*** THE DATA ***

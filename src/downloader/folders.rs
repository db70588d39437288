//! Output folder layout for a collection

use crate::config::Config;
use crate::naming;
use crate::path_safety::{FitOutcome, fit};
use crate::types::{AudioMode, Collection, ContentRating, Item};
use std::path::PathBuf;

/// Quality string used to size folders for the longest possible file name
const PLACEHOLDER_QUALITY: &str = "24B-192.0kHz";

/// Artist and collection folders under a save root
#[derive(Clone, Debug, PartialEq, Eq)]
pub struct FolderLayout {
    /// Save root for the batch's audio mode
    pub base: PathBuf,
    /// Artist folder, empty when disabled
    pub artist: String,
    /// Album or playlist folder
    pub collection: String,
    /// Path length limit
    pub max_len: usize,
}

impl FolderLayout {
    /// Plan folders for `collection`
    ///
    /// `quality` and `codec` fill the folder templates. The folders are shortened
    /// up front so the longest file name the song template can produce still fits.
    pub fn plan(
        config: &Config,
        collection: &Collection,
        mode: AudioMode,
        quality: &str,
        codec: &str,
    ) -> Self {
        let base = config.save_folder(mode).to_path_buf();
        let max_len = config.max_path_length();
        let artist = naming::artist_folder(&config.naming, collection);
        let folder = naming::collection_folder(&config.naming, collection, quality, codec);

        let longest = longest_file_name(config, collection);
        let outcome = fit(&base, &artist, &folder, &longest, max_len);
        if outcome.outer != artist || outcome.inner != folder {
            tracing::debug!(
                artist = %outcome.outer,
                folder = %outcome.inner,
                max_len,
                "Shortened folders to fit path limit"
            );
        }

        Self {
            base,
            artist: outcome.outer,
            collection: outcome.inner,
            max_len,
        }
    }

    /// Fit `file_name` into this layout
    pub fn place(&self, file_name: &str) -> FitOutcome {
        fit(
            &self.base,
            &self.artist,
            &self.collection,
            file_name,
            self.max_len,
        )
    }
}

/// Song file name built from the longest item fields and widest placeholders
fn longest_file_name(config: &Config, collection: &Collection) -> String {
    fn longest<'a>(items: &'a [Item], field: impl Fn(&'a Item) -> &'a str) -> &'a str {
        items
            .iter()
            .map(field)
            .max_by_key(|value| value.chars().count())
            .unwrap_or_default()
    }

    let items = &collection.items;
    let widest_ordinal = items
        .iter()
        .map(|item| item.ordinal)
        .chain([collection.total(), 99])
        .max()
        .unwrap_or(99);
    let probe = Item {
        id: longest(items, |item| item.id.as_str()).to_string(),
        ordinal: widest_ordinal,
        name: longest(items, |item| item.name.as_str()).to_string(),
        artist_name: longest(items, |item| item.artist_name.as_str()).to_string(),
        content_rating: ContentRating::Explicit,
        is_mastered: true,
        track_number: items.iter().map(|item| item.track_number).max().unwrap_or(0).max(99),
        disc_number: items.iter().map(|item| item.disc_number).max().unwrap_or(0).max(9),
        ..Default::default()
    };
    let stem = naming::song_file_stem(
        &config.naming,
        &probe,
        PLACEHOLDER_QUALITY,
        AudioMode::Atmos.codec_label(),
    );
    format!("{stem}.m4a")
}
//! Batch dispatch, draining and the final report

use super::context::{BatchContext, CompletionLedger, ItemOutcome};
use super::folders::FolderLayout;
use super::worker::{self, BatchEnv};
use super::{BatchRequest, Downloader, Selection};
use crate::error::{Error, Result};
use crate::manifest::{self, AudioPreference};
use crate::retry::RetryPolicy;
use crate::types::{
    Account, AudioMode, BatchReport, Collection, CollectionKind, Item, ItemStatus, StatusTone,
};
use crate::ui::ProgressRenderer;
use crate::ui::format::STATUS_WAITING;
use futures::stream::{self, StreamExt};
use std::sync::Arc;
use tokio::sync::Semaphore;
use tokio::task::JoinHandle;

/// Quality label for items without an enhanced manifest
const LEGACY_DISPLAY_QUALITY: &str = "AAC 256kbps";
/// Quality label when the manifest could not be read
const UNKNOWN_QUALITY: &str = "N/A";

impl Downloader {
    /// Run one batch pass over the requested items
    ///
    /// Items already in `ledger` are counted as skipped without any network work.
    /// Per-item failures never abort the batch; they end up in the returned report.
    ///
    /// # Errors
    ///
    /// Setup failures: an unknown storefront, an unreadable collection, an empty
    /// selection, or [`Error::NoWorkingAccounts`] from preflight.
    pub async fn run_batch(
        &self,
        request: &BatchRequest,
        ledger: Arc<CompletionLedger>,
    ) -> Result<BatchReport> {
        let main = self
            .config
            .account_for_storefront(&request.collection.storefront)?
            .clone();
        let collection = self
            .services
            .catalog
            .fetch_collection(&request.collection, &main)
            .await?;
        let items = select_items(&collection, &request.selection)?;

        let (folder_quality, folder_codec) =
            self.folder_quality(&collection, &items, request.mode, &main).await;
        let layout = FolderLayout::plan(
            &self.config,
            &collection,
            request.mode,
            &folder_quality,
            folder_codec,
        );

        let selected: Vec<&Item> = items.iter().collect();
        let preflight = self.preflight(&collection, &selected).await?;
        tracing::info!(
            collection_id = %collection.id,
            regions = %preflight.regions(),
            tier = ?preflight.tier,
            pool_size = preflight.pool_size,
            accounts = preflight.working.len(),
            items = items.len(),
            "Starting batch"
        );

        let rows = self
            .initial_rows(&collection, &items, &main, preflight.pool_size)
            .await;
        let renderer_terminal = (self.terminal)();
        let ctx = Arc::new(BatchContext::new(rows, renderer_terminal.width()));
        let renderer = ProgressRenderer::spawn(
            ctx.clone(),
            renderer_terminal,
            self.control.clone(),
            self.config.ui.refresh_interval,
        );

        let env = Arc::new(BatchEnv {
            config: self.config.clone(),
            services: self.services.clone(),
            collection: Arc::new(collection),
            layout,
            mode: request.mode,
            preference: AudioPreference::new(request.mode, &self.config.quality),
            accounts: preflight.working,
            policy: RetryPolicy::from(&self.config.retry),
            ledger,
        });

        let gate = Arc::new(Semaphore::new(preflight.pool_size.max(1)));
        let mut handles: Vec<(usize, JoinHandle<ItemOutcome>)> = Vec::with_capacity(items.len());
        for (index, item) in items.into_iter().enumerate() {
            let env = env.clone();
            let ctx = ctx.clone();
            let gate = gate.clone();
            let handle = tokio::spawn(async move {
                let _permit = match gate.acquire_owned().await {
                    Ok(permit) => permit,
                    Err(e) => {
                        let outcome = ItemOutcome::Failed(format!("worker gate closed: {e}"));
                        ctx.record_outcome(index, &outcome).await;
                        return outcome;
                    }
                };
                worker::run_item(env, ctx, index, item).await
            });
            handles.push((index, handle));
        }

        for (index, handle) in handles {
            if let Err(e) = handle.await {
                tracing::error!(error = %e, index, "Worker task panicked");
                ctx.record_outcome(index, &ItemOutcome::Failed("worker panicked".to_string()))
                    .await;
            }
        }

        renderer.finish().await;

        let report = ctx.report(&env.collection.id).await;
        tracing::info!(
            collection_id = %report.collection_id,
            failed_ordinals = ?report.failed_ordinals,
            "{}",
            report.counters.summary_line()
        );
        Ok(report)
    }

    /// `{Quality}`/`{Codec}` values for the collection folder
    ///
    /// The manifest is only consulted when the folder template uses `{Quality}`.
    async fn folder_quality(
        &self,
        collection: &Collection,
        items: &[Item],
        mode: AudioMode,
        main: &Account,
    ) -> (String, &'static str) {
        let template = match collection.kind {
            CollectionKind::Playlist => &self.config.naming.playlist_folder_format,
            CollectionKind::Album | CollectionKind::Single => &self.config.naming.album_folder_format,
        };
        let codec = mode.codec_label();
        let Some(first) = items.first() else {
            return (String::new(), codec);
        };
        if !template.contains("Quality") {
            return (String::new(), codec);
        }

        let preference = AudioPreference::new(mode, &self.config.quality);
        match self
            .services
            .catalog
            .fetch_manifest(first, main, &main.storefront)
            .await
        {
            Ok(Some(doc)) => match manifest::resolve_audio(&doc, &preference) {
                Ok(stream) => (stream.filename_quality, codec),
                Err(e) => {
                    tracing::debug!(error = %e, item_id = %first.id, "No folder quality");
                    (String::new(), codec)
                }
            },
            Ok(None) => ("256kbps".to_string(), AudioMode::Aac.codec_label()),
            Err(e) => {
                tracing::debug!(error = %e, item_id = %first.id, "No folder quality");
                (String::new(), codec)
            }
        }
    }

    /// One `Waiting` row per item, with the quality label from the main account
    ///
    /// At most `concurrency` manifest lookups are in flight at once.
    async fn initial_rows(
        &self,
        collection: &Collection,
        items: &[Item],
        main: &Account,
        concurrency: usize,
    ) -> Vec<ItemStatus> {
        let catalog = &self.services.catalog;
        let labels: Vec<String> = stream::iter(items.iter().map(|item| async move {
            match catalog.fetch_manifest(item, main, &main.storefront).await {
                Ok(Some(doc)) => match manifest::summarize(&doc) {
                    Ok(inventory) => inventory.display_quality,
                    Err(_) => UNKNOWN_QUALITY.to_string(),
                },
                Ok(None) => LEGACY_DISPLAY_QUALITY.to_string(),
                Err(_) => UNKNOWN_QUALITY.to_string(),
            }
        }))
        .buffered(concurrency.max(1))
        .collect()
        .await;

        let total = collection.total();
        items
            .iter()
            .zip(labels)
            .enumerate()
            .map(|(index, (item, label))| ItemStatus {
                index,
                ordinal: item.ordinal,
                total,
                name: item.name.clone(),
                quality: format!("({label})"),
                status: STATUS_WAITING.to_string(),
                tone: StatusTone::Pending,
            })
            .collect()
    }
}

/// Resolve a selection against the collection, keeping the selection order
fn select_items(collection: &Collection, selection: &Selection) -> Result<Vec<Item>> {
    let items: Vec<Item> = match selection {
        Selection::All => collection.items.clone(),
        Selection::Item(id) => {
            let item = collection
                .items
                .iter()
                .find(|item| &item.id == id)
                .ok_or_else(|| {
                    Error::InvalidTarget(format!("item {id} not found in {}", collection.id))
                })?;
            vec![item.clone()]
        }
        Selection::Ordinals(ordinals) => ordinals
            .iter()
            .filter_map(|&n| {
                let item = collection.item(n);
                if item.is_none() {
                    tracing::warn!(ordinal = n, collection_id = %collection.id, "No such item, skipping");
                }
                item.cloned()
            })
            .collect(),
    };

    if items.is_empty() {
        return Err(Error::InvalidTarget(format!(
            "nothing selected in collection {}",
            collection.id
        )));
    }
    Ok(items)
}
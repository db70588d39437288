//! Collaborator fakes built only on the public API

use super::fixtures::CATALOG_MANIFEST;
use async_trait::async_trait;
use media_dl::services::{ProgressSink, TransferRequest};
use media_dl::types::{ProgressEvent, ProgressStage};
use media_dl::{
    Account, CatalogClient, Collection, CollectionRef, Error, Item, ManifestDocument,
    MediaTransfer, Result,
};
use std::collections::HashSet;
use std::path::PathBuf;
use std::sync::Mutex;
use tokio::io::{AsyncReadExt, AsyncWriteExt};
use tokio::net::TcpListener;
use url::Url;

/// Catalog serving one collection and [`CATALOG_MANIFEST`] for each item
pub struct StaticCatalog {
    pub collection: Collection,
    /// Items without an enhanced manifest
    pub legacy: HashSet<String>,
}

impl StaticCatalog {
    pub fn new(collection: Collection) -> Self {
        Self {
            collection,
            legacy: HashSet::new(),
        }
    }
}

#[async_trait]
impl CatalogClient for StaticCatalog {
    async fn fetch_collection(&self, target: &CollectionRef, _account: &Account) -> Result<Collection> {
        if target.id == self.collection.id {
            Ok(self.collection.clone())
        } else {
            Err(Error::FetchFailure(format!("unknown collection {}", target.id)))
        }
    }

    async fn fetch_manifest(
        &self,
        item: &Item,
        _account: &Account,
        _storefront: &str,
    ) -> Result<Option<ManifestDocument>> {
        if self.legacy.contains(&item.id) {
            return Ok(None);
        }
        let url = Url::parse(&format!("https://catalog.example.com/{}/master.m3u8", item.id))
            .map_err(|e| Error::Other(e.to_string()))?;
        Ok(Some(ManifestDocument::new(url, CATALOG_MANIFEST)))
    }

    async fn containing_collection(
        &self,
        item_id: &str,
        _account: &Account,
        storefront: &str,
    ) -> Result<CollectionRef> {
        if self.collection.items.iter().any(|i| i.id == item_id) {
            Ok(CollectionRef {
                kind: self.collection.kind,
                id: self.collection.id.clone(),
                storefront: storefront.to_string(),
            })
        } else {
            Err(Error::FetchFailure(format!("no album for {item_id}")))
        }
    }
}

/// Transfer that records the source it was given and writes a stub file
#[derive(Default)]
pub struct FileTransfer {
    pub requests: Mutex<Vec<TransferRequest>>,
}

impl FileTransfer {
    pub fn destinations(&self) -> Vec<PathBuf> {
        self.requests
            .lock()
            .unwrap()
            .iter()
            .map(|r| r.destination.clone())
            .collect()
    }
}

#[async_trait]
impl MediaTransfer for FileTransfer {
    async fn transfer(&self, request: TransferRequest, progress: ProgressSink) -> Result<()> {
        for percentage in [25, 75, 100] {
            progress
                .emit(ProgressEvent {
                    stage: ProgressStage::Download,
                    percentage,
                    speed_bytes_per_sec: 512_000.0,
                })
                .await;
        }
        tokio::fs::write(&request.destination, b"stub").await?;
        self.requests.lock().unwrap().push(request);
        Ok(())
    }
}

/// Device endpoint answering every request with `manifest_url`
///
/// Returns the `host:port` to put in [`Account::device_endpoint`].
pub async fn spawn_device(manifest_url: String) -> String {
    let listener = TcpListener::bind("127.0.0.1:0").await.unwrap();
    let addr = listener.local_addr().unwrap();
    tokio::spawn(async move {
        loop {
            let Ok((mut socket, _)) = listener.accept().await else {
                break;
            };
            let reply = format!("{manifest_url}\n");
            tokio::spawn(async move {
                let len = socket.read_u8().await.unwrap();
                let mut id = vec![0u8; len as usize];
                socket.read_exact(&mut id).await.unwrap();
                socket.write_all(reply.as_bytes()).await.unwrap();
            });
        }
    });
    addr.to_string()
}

***

## TASK PROMPT
For the listing above, work out how many lines contain the string "Result" and return only that figure.

## OUTPUT BELOW
8